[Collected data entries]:
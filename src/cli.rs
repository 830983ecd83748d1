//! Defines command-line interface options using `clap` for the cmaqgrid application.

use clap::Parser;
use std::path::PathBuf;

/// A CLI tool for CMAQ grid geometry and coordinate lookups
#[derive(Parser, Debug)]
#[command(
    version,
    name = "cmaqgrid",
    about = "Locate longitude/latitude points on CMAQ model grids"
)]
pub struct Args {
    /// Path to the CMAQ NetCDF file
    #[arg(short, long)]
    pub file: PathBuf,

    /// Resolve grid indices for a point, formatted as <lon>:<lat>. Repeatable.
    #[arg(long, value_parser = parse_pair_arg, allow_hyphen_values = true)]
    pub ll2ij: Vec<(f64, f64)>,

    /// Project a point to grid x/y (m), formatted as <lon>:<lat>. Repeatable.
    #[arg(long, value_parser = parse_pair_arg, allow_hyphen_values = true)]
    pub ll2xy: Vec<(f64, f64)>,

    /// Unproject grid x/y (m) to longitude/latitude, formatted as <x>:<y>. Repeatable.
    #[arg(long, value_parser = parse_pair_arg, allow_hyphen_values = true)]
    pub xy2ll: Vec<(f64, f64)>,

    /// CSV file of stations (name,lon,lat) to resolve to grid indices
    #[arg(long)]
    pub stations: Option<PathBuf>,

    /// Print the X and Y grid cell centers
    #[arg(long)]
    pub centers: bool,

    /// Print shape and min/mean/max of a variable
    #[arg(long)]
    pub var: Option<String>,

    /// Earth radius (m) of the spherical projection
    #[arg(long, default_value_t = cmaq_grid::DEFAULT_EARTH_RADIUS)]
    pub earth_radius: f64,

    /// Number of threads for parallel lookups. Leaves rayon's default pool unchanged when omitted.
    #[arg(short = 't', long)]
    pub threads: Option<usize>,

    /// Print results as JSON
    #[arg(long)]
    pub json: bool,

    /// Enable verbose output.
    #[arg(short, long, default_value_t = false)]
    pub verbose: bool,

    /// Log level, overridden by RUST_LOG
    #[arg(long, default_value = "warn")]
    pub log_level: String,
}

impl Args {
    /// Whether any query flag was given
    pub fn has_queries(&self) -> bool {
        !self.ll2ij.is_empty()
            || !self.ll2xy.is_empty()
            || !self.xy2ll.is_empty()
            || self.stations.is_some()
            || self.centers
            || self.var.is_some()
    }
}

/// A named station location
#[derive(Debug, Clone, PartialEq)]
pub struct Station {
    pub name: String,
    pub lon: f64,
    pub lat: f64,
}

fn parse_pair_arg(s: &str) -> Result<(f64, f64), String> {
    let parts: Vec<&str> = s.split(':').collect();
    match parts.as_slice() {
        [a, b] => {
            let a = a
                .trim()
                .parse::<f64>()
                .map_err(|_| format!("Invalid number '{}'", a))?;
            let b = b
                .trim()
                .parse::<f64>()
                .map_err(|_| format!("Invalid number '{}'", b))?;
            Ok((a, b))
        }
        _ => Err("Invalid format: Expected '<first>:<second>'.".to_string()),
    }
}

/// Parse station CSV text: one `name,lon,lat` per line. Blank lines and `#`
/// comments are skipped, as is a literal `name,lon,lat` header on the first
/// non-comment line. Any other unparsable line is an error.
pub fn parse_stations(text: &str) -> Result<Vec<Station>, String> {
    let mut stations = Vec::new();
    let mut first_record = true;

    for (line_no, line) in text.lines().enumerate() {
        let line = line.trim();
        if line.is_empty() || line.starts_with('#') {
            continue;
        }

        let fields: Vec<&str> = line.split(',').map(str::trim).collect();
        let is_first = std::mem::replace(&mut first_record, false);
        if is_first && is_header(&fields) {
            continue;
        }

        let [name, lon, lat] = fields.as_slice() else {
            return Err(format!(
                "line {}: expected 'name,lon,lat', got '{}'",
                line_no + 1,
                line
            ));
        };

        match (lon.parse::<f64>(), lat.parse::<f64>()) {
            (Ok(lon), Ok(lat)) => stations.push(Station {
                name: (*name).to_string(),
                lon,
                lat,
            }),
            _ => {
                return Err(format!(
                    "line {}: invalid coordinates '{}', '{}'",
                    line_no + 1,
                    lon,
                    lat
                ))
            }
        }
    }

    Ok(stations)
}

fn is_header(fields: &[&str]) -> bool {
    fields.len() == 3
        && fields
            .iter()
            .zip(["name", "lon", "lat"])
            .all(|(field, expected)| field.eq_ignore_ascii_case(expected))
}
---
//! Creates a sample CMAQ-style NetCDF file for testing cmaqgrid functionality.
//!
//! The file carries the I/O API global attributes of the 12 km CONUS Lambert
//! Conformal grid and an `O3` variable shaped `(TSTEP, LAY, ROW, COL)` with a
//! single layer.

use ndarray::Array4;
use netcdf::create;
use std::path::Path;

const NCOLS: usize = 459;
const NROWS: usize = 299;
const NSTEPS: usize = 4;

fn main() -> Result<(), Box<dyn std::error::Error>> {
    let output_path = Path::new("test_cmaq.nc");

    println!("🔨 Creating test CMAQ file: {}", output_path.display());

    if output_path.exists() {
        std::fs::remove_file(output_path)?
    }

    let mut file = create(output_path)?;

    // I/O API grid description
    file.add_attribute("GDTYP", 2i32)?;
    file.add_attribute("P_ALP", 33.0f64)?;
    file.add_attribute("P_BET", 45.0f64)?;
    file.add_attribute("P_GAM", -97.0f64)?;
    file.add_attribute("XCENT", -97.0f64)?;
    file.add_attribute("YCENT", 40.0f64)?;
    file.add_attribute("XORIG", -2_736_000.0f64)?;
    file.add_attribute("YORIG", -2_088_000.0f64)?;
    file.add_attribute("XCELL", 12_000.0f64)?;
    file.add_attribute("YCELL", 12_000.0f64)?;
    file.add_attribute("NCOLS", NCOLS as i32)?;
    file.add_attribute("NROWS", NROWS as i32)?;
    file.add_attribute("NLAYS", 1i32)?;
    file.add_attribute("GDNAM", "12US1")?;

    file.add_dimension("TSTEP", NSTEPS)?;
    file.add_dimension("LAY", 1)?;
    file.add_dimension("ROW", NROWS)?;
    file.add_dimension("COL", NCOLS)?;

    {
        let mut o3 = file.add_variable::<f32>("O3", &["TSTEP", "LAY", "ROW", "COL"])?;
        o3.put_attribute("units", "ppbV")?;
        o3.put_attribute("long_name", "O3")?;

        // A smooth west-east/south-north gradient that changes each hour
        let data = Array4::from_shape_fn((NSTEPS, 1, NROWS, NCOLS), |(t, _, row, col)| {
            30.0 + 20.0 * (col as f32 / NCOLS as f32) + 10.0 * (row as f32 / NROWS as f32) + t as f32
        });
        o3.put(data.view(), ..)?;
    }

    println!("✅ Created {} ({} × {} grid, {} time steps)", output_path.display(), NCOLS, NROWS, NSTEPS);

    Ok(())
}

[Activity]: The answer must be a single number: the count of lines in the entries that include "clap".

[Answer section]: 2